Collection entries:
Start of Block
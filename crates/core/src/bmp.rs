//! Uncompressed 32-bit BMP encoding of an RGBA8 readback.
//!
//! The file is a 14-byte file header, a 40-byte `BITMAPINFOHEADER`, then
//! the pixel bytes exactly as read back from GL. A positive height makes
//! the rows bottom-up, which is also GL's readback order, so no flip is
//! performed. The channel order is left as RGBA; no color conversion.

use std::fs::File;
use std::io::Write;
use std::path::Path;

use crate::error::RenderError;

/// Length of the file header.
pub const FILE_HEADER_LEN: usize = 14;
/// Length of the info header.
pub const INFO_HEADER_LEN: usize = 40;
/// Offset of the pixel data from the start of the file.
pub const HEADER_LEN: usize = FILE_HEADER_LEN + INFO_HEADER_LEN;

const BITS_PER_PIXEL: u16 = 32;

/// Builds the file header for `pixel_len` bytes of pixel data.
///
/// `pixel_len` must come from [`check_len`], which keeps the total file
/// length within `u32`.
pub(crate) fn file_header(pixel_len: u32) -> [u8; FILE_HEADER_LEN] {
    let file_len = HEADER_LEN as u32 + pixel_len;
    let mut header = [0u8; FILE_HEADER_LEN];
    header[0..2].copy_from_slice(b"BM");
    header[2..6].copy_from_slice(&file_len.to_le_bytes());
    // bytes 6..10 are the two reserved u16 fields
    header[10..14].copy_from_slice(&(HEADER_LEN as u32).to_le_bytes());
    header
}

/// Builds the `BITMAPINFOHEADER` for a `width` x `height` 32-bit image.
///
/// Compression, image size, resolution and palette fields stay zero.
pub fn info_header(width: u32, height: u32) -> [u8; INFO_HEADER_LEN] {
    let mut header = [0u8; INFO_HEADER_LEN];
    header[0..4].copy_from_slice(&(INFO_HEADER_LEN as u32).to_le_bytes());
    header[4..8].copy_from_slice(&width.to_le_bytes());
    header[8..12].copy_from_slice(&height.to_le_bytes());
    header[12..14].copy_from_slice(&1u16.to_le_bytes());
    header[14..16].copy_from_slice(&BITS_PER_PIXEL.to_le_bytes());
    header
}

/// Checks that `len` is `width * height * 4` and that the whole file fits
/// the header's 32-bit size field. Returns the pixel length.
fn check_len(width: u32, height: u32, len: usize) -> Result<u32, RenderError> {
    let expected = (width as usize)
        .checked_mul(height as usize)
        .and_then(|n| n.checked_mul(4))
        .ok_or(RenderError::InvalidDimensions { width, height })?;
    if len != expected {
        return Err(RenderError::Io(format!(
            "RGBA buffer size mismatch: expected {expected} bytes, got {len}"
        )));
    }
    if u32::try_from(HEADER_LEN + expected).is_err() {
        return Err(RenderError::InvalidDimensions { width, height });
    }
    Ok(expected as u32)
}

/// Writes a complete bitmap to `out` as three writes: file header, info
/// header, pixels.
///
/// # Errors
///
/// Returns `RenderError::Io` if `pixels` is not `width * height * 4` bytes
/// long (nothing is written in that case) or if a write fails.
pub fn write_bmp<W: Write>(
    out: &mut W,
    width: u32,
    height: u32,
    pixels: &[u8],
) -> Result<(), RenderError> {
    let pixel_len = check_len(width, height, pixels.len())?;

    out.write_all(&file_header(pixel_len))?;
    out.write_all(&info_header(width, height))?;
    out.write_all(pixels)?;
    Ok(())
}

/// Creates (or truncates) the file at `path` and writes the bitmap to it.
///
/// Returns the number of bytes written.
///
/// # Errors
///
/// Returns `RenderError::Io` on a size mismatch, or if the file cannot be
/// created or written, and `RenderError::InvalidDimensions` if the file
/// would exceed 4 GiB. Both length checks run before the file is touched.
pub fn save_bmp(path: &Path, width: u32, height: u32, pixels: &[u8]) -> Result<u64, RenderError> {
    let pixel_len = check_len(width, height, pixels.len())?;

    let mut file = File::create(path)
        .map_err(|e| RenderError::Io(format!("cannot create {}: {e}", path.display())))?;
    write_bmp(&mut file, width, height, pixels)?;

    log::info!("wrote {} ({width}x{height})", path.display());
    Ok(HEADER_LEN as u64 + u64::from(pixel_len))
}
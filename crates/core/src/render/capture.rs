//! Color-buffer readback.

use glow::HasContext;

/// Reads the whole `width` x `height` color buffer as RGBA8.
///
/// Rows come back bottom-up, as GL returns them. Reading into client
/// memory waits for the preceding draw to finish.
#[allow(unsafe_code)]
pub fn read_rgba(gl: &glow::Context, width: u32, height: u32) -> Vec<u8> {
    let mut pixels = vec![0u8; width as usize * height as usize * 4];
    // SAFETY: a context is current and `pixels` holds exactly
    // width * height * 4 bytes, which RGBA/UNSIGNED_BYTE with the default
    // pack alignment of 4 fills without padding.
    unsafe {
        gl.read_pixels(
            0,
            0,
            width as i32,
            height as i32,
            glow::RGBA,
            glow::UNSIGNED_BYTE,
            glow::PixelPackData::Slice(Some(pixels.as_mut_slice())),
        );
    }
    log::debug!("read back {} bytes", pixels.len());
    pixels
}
End of Block
What you will do:
Copy out each line from the preceding entries that mentions the word "Result".

Answer area:
fn check_len(width: u32, height: u32, len: usize) -> Result<u32, RenderError> {
) -> Result<(), RenderError> {
pub fn save_bmp(path: &Path, width: u32, height: u32, pixels: &[u8]) -> Result<u64, RenderError> {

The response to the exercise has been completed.